1-Prozent-AuslastungDie grösste Mall der Welt ist ein Geisterhaus
Die «South China Mall» in Dongguan sprengte bei ihrer Eröffnung sämtliche Superlative. Geblieben ist dem Mega-Einkaufszentrum einzig ein trauriger Rekord: Seit sieben Jahren 99 Prozent Leerstand.
Bei ihrer Eröffnung 2005 war sie mehr als doppelt so gross als die bisherige Rekordhalterin, die berühmte «Mall of America» in Minnesota. Die «South China Mall» in Dongguan mit einer Gesamtfläche von 892'000 Quadratmetern ist auch knapp neun Mal so gross wie «Sihlcity» in Zürich. Nicht einmal die gewaltige «Dubai Mall» kann ihr punkto Ladenfläche das Wasser reichen. Im staunenden Ausland wurde sie schnell in «The Great Mall of China» umbenannt, in Anlehnung an Chinas berühmteste Sehenswürdigkeit.

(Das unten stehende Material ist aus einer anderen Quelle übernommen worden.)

use std::fmt;

use serde::Serialize;

use crate::ast::SourceSpan;
use crate::source::SourceId;

#[derive(Debug, Clone, Copy, PartialEq, Eq, Hash, Serialize)]
pub enum DiagnosticLevel {
    Error,
    Warning,
}

#[derive(Debug, Clone, Copy, PartialEq, Eq, Hash, Serialize)]
pub enum DiagnosticCode {
    UnresolvedType,
    AliasCycle,
    ConstraintViolation,
    MissingOverride,
    CompositionCycle,
    DuplicateVariant,
    TupleArityMismatch,
    NoneUseError,
    NoneUseWarning,
    DuplicateField,
    DuplicateDeclaration,
    TypeMismatch,
    UnresolvedName,
    UnknownMember,
    ArgumentCountMismatch,
    NotConstructible,
    EnumValueMismatch,
    AmbiguousMethod,
    ImmutableTupleSlot,
    UseBeforeAssignment,
    DiagnosticLimit,
    Internal,
}

impl DiagnosticCode {
    pub fn default_level(self) -> DiagnosticLevel {
        match self {
            DiagnosticCode::NoneUseWarning | DiagnosticCode::DiagnosticLimit => {
                DiagnosticLevel::Warning
            }
            _ => DiagnosticLevel::Error,
        }
    }

    pub fn name(self) -> &'static str {
        match self {
            DiagnosticCode::UnresolvedType => "UnresolvedType",
            DiagnosticCode::AliasCycle => "AliasCycle",
            DiagnosticCode::ConstraintViolation => "ConstraintViolation",
            DiagnosticCode::MissingOverride => "MissingOverride",
            DiagnosticCode::CompositionCycle => "CompositionCycle",
            DiagnosticCode::DuplicateVariant => "DuplicateVariant",
            DiagnosticCode::TupleArityMismatch => "TupleArityMismatch",
            DiagnosticCode::NoneUseError => "NoneUseError",
            DiagnosticCode::NoneUseWarning => "NoneUseWarning",
            DiagnosticCode::DuplicateField => "DuplicateField",
            DiagnosticCode::DuplicateDeclaration => "DuplicateDeclaration",
            DiagnosticCode::TypeMismatch => "TypeMismatch",
            DiagnosticCode::UnresolvedName => "UnresolvedName",
            DiagnosticCode::UnknownMember => "UnknownMember",
            DiagnosticCode::ArgumentCountMismatch => "ArgumentCountMismatch",
            DiagnosticCode::NotConstructible => "NotConstructible",
            DiagnosticCode::EnumValueMismatch => "EnumValueMismatch",
            DiagnosticCode::AmbiguousMethod => "AmbiguousMethod",
            DiagnosticCode::ImmutableTupleSlot => "ImmutableTupleSlot",
            DiagnosticCode::UseBeforeAssignment => "UseBeforeAssignment",
            DiagnosticCode::DiagnosticLimit => "DiagnosticLimit",
            DiagnosticCode::Internal => "Internal",
        }
    }
}

impl fmt::Display for DiagnosticCode {
    fn fmt(&self, f: &mut fmt::Formatter<'_>) -> fmt::Result {
        f.write_str(self.name())
    }
}

#[derive(Debug, Clone, Serialize)]
pub struct Diagnostic {
    pub message: String,
    pub level: DiagnosticLevel,
    pub code: DiagnosticCode,
    pub span: Option<SourceSpan>,
    pub source: Option<SourceId>,
}

impl Diagnostic {
    pub fn new<S: Into<String>>(code: DiagnosticCode, message: S) -> Self {
        Self {
            message: message.into(),
            level: code.default_level(),
            code,
            span: None,
            source: None,
        }
    }

    pub fn with_span(mut self, span: Option<SourceSpan>) -> Self {
        self.span = span;
        self
    }

    pub fn in_source(mut self, source: SourceId) -> Self {
        self.source = Some(source);
        self
    }

    pub fn is_error(&self) -> bool {
        self.level == DiagnosticLevel::Error
    }
}

impl fmt::Display for Diagnostic {
    fn fmt(&self, f: &mut fmt::Formatter<'_>) -> fmt::Result {
        let level = match self.level {
            DiagnosticLevel::Error => "error",
            DiagnosticLevel::Warning => "warning",
        };
        write!(f, "{level}[{}]: {}", self.code, self.message)?;
        if let Some(span) = self.span {
            write!(f, " at {}:{}", span.line, span.column)?;
        }
        Ok(())
    }
}

/// Ordered diagnostics sink with an optional cap against error cascades.
#[derive(Debug, Default)]
pub struct Diagnostics {
    entries: Vec<Diagnostic>,
    limit: Option<usize>,
    suppressed: usize,
    suppressed_errors: usize,
}

impl Diagnostics {
    pub fn new() -> Self {
        Self {
            entries: Vec::new(),
            limit: None,
            suppressed: 0,
            suppressed_errors: 0,
        }
    }

    pub fn with_limit(limit: usize) -> Self {
        Self {
            limit: Some(limit),
            ..Self::new()
        }
    }

    pub fn push<S: Into<String>>(
        &mut self,
        code: DiagnosticCode,
        message: S,
        span: Option<SourceSpan>,
    ) {
        self.report(Diagnostic::new(code, message).with_span(span));
    }

    pub fn report(&mut self, diagnostic: Diagnostic) {
        if let Some(limit) = self.limit {
            if self.entries.len() >= limit {
                if self.suppressed == 0 {
                    self.entries.push(Diagnostic::new(
                        DiagnosticCode::DiagnosticLimit,
                        format!("too many diagnostics; stopped reporting after {limit}"),
                    ));
                }
                self.suppressed += 1;
                if diagnostic.is_error() {
                    self.suppressed_errors += 1;
                }
                return;
            }
        }
        self.entries.push(diagnostic);
    }

    pub fn extend(&mut self, other: impl IntoIterator<Item = Diagnostic>) {
        for diagnostic in other {
            self.report(diagnostic);
        }
    }

    pub fn is_empty(&self) -> bool {
        self.entries.is_empty()
    }

    pub fn has_errors(&self) -> bool {
        self.suppressed_errors > 0 || self.entries.iter().any(Diagnostic::is_error)
    }

    pub fn has_warnings(&self) -> bool {
        self.entries
            .iter()
            .any(|diagnostic| diagnostic.level == DiagnosticLevel::Warning)
    }

    pub fn error_count(&self) -> usize {
        self.suppressed_errors + self.entries.iter().filter(|d| d.is_error()).count()
    }

    pub fn suppressed(&self) -> usize {
        self.suppressed
    }

    pub fn entries(&self) -> &[Diagnostic] {
        &self.entries
    }

    pub fn count_code(&self, code: DiagnosticCode) -> usize {
        self.entries.iter().filter(|d| d.code == code).count()
    }
}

Die treibende Kraft hinter dem Megaprojekt war Lokalheld Hu Guirong, der sich mit Fertigsuppen einen Milliardenvermögen erarbeitet hat. Neben hunderten Läden sollte ein Vergnügungspark mit Achterbahn und IMAX-Kino die Scharen aus den umliegenden Bevölkerungszentren Guangzhou, Shenzhen und Hongkong anlocken. Das Gelände ist in sieben Zonen gegliedert, die berühmten Stätten im Ausland nachempfunden sind, darunter aus Paris, Venedig und Kairo. Triumphbogen, Gondelromantik und Sphinx befinden sich in Gehdistanz.
Nicht verlassen, sondern eine Totgeburt
70'000 Besucher sollten täglich kommen. Sie kamen nicht, wobei Anlaufschwierigkeiten bei Einkaufszentren dieser Grössenskala normal sind. Leider dauert die Flaute im Fall der South China Mall seit nunmehr sieben Jahren an. 99 Prozent der Ladenfläche stehen seit Beginn leer. Die Stockwerke sind gespenstisch verlassen, viele Rolltreppen eingemottet. Der Verfall hat längstens begonnen, überall bröckeln Wände und rosten Leitungen. Einzig der Vergnügungspark und die westlichen Fastfood-Restaurants am Eingang scheinen zu funktionieren. Ansonsten ist die Mall eine Totgeburt.
Ein Denkmal für den Milliardär und die aufstrebende Supermacht China hätte es werden sollen. Heute steht die South China Mall für beispiellose Fehlplanung: Obwohl sie mitten in einer der bevölkerungsreichsten Regionen der Welt steht, ist sie äusserst schwer zugänglich. Sie liegt weder an einer Autobahn, noch ist sie zu Fuss oder mit öffentlichen Verkehrsmitteln gut erreichbar. «Vom Zentrum Dongguans wäre ich schneller in Hongkong gewesen», schreibt US-Reisejournalist Wade Shepard, der die Ruine kürzlich unter Strapazen besucht hat.
Angst vor Gesichtsverlust hält das Projekt am Leben
Das kolossale Scheitern inspirierte den Filmemacher Sam Green zu seiner Dokumentation «Utopia Part 3» (siehe Video unten), die am Sundance Film Festival 2009 gezeigt wurde. Darin sagte ein Manager der South China Mall eine rosige Zukunft voraus: «Momentan befindet sie sich auf der Startpiste, in ein oder zwei Jahren wird sie hoch fliegen.» Dazu wird es wohl nicht kommen. Dass die Investoren trotzdem weitermachen, beurteilt Wade Shepard als typischen Fall von «too big to fail»: Der Gesichtsverlust, das endgültige Scheitern einzugestehen, wäre einfach zu gross.